Boston federal hearing set over for-profit companies in healthcare

A federal hearing is being held in Boston on April 3 to look into for-profit companies' roles in the U.S. healthcare system amid Dallas-based Steward Health Care's ongoing financial troubles in states like Massachusetts. 

U.S. Sen. Edward Markey, D-Mass., chair of the primary health and retirement security subcommittee of the health, education labor, and pensions committee, will chair the HELP subcommittee hearing.

"For-profit companies like Steward shamelessly profit off the backs of health care providers while making it harder for people to get the care they need," Mr. Markey said in a March 1 news release. "For profit companies, including private equity, put our hospitals on life support to turn a profit — all while forcing communities to clean up the mess they leave behind. In health care, cutting corners costs lives, and that is unacceptable, no matter how big the profit."

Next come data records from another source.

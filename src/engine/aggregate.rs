use crate::engine::config::AggregateConfig;
use crate::engine::similarity::{FieldMatch, match_exact, match_fuzzy, normalize_title, ratio};
use crate::engine::types::{Category, ClassifiedActivity, combined_score, round_to};
use std::collections::BTreeSet;

fn category_match(a: Category, b: Category) -> FieldMatch {
    match (a, b) {
        (Category::Other, _) | (_, Category::Other) => FieldMatch::Wildcard,
        (x, y) if x == y => FieldMatch::Match,
        _ => FieldMatch::Mismatch,
    }
}

/// Field-by-field comparison for non-compound activities. Both sides
/// must carry the same media key; every other field only has to be
/// compatible (equal, or empty on one side).
///
/// The media key is the anchor and is never a wildcard: an activity
/// without one can only merge by title.
fn structured_match(a: &ClassifiedActivity, b: &ClassifiedActivity, place_threshold: f64) -> bool {
    if a.is_compound || b.is_compound {
        return false;
    }
    let anchor = match_exact(a.image.media_key.as_deref(), b.image.media_key.as_deref());
    if anchor != FieldMatch::Match {
        return false;
    }
    [
        category_match(a.category, b.category),
        match_fuzzy(
            a.place_name.as_deref(),
            b.place_name.as_deref(),
            place_threshold,
        ),
        match_fuzzy(
            a.place_query.as_deref(),
            b.place_query.as_deref(),
            place_threshold,
        ),
        match_exact(a.city.as_deref(), b.city.as_deref()),
        match_exact(a.region.as_deref(), b.region.as_deref()),
        match_exact(a.country.as_deref(), b.country.as_deref()),
    ]
    .into_iter()
    .all(FieldMatch::is_compatible)
}

/// `a_title` and `b_title` are the `normalize_title` forms of the two
/// activities.
fn linked(
    (a, a_title): (&ClassifiedActivity, &str),
    (b, b_title): (&ClassifiedActivity, &str),
    cfg: &AggregateConfig,
) -> bool {
    ratio(a_title, b_title) >= cfg.title_similarity || structured_match(a, b, cfg.place_similarity)
}

pub fn is_duplicate(a: &ClassifiedActivity, b: &ClassifiedActivity, cfg: &AggregateConfig) -> bool {
    linked(
        (a, &normalize_title(&a.activity)),
        (b, &normalize_title(&b.activity)),
        cfg,
    )
}

/// Disjoint sets over input positions. The root of every set is its
/// smallest index, so the primary record is always the first occurrence.
struct Groups {
    parent: Vec<usize>,
}

impl Groups {
    fn new(len: usize) -> Self {
        Self {
            parent: (0..len).collect(),
        }
    }

    fn find(&mut self, mut i: usize) -> usize {
        while self.parent[i] != i {
            self.parent[i] = self.parent[self.parent[i]];
            i = self.parent[i];
        }
        i
    }

    fn union(&mut self, a: usize, b: usize) {
        let (ra, rb) = (self.find(a), self.find(b));
        if ra != rb {
            let (keep, absorb) = if ra < rb { (ra, rb) } else { (rb, ra) };
            self.parent[absorb] = keep;
        }
    }
}

fn merge_group(members: Vec<ClassifiedActivity>) -> Option<ClassifiedActivity> {
    let count = members.len() as f64;
    let fun_mean = members.iter().map(|m| m.fun_score).sum::<f64>() / count;
    let int_mean = members.iter().map(|m| m.interesting_score).sum::<f64>() / count;

    let mut iter = members.into_iter();
    let mut primary = iter.next()?;
    if iter.len() == 0 {
        return Some(primary);
    }
    let mut seen: BTreeSet<_> = primary.messages.iter().map(|m| m.id).collect();
    for other in iter {
        for message in other.messages {
            if seen.insert(message.id) {
                primary.messages.push(message);
            }
        }
    }

    primary.fun_score = round_to(fun_mean, 1);
    primary.interesting_score = round_to(int_mean, 1);
    primary.score = combined_score(primary.fun_score, primary.interesting_score);
    primary.refresh_id();
    Some(primary)
}

/// Merge activities that describe the same real-world suggestion.
///
/// Pairs are linked when their titles are near-identical or their
/// structured fields agree; linked pairs are grouped transitively. Each
/// group keeps its first-occurring member's fields, the union of all
/// evidence messages, and averaged scores. Output order follows the
/// first occurrence of each group.
pub fn aggregate(activities: Vec<ClassifiedActivity>, cfg: &AggregateConfig) -> Vec<ClassifiedActivity> {
    let len = activities.len();
    let titles: Vec<String> = activities
        .iter()
        .map(|a| normalize_title(&a.activity))
        .collect();
    let mut groups = Groups::new(len);
    for i in 0..len {
        for j in (i + 1)..len {
            if groups.find(i) == groups.find(j) {
                continue;
            }
            if linked(
                (&activities[i], &titles[i]),
                (&activities[j], &titles[j]),
                cfg,
            ) {
                groups.union(i, j);
            }
        }
    }

    let mut buckets: Vec<Vec<ClassifiedActivity>> = (0..len).map(|_| Vec::new()).collect();
    for (i, activity) in activities.into_iter().enumerate() {
        let root = groups.find(i);
        buckets[root].push(activity);
    }
    buckets
        .into_iter()
        .filter_map(merge_group)
        .collect()
}

#[cfg(test)]
mod tests {
    use super::*;
    use crate::engine::types::fixtures::activity;

    fn cfg() -> AggregateConfig {
        AggregateConfig::default()
    }

    fn keyed(title: &str, id: u64, media_key: &str, city: Option<&str>) -> ClassifiedActivity {
        let mut a = activity(title, id);
        a.image.media_key = Some(media_key.to_string());
        a.city = city.map(str::to_string);
        a.refresh_id();
        a
    }

    #[test]
    fn pottery_title_variants_collapse_to_one() {
        let input = vec![
            activity("pottery class", 1),
            activity("Pottery Class", 2),
            activity("pottery classes", 3),
        ];
        let out = aggregate(input, &cfg());
        assert_eq!(out.len(), 1);
        assert_eq!(out[0].activity, "pottery class");
        let ids: Vec<_> = out[0].messages.iter().map(|m| m.id).collect();
        assert_eq!(ids, vec![1, 2, 3]);
    }

    #[test]
    fn same_media_key_different_city_stays_separate() {
        let input = vec![
            keyed("Pottery class", 1, "pottery", Some("Auckland")),
            keyed("Wheel throwing workshop", 2, "pottery", Some("Wellington")),
        ];
        let out = aggregate(input, &cfg());
        assert_eq!(out.len(), 2);
    }

    #[test]
    fn empty_fields_act_as_wildcards() {
        let mut second = keyed("Wheel throwing workshop", 2, "Pottery", None);
        second.category = Category::Other;
        second.refresh_id();
        let input = vec![keyed("Pottery class", 1, "pottery", Some("Auckland")), second];
        let out = aggregate(input, &cfg());
        assert_eq!(out.len(), 1);
        assert_eq!(out[0].city.as_deref(), Some("Auckland"));
        assert_eq!(out[0].messages.len(), 2);
    }

    #[test]
    fn missing_media_key_never_field_merges() {
        let input = vec![activity("Pottery class", 1), activity("Kayak trip", 2)];
        assert_eq!(aggregate(input, &cfg()).len(), 2);
    }

    #[test]
    fn media_key_on_one_side_only_is_not_a_wildcard() {
        let a = keyed("Pottery class", 1, "pottery", Some("Auckland"));
        let mut b = activity("Clay workshop", 2);
        b.city = Some("Auckland".into());
        b.refresh_id();
        assert!(!is_duplicate(&a, &b, &cfg()));
        assert!(!is_duplicate(&b, &a, &cfg()));
        assert_eq!(aggregate(vec![a, b], &cfg()).len(), 2);
    }

    #[test]
    fn grouping_agrees_with_pairwise_duplicate_test() {
        let input = vec![
            activity("Night Market!", 1),
            keyed("Kayak trip", 2, "kayak", Some("Auckland")),
            activity("night markets", 3),
            keyed("Sea kayaking", 4, "Kayak", None),
            activity("Stargazing", 5),
        ];
        for i in 0..input.len() {
            for j in (i + 1)..input.len() {
                let expected = matches!((i, j), (0, 2) | (1, 3));
                assert_eq!(is_duplicate(&input[i], &input[j], &cfg()), expected, "{i} vs {j}");
            }
        }
        let out = aggregate(input, &cfg());
        let titles: Vec<_> = out.iter().map(|a| a.activity.as_str()).collect();
        assert_eq!(titles, vec!["Night Market!", "Kayak trip", "Stargazing"]);
        assert_eq!(out[0].messages.len(), 2);
        assert_eq!(out[1].messages.len(), 2);
    }

    #[test]
    fn differing_categories_block_field_merge() {
        let mut second = keyed("Clay night", 2, "pottery", None);
        second.category = Category::Nightlife;
        let input = vec![keyed("Pottery class", 1, "pottery", None), second];
        assert_eq!(aggregate(input, &cfg()).len(), 2);
    }

    #[test]
    fn compound_activities_only_merge_on_title() {
        let mut a = keyed("Beach day and bbq", 1, "beach", None);
        a.is_compound = true;
        let b = keyed("Beach volleyball", 2, "beach", None);
        let mut c = keyed("beach day and BBQ", 3, "beach", None);
        c.is_compound = true;

        let out = aggregate(vec![a, b, c], &cfg());
        assert_eq!(out.len(), 2);
        assert_eq!(out[0].messages.len(), 2);
        assert_eq!(out[1].activity, "Beach volleyball");
    }

    #[test]
    fn grouping_is_transitive() {
        // a~b by title, b~c by fields, a and c share nothing directly.
        let a = activity("Pottery class", 1);
        let b = keyed("pottery classes", 2, "pottery", Some("Auckland"));
        let c = keyed("Clay workshop", 3, "pottery", None);
        assert!(!is_duplicate(&a, &c, &cfg()));

        let out = aggregate(vec![a, b, c], &cfg());
        assert_eq!(out.len(), 1);
        assert_eq!(out[0].activity, "Pottery class");
        assert_eq!(out[0].messages.len(), 3);
    }

    #[test]
    fn merged_scores_are_rounded_means() {
        let mut input = Vec::new();
        for (i, (fun, int)) in [(0.8, 0.6), (0.6, 0.4), (0.7, 0.5)].into_iter().enumerate() {
            let mut a = activity("pottery class", i as u64 + 1);
            a.fun_score = fun;
            a.interesting_score = int;
            a.score = combined_score(fun, int);
            a.refresh_id();
            input.push(a);
        }
        let out = aggregate(input, &cfg());
        assert_eq!(out.len(), 1);
        assert_eq!(out[0].fun_score, 0.7);
        assert_eq!(out[0].interesting_score, 0.5);
        assert_eq!(out[0].score, 0.57);
        assert_eq!(out[0].activity_id, out[0].compute_id());
    }

    #[test]
    fn duplicate_evidence_is_not_repeated() {
        let out = aggregate(
            vec![activity("Zoo trip", 4), activity("zoo trip", 4), activity("Zoo trips", 5)],
            &cfg(),
        );
        let ids: Vec<_> = out[0].messages.iter().map(|m| m.id).collect();
        assert_eq!(ids, vec![4, 5]);
    }

    #[test]
    fn output_follows_first_occurrence_and_singletons_are_untouched() {
        let kayak = activity("Kayak trip", 9);
        let expected_id = kayak.activity_id.clone();
        let out = aggregate(
            vec![
                activity("Pottery class", 1),
                kayak,
                activity("pottery class", 2),
            ],
            &cfg(),
        );
        assert_eq!(out.len(), 2);
        assert_eq!(out[0].activity, "Pottery class");
        assert_eq!(out[1].activity, "Kayak trip");
        assert_eq!(out[1].activity_id, expected_id);
    }

    #[test]
    fn empty_input_is_empty_output() {
        assert!(aggregate(Vec::new(), &cfg()).is_empty());
    }
}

News of the hearing comes after Steward released a six-point action plan, which said how the health system has complied with the Massachusetts attorney general's office and the Massachusetts executive office of health and human services since last November to provide requested financial documentations. 

However, Massachusetts Gov. Maura Healey's office said that the documentations continue to be "incomplete and insufficient."

"What Steward must do from this point forward is clear — complete an orderly transition out of Massachusetts," Karissa Hand, a spokesperson for Ms. Healey, said in a statement shared with Becker's on Feb. 26.

Becker's has reached out to Steward regarding the hearing and will update this story as more information becomes available.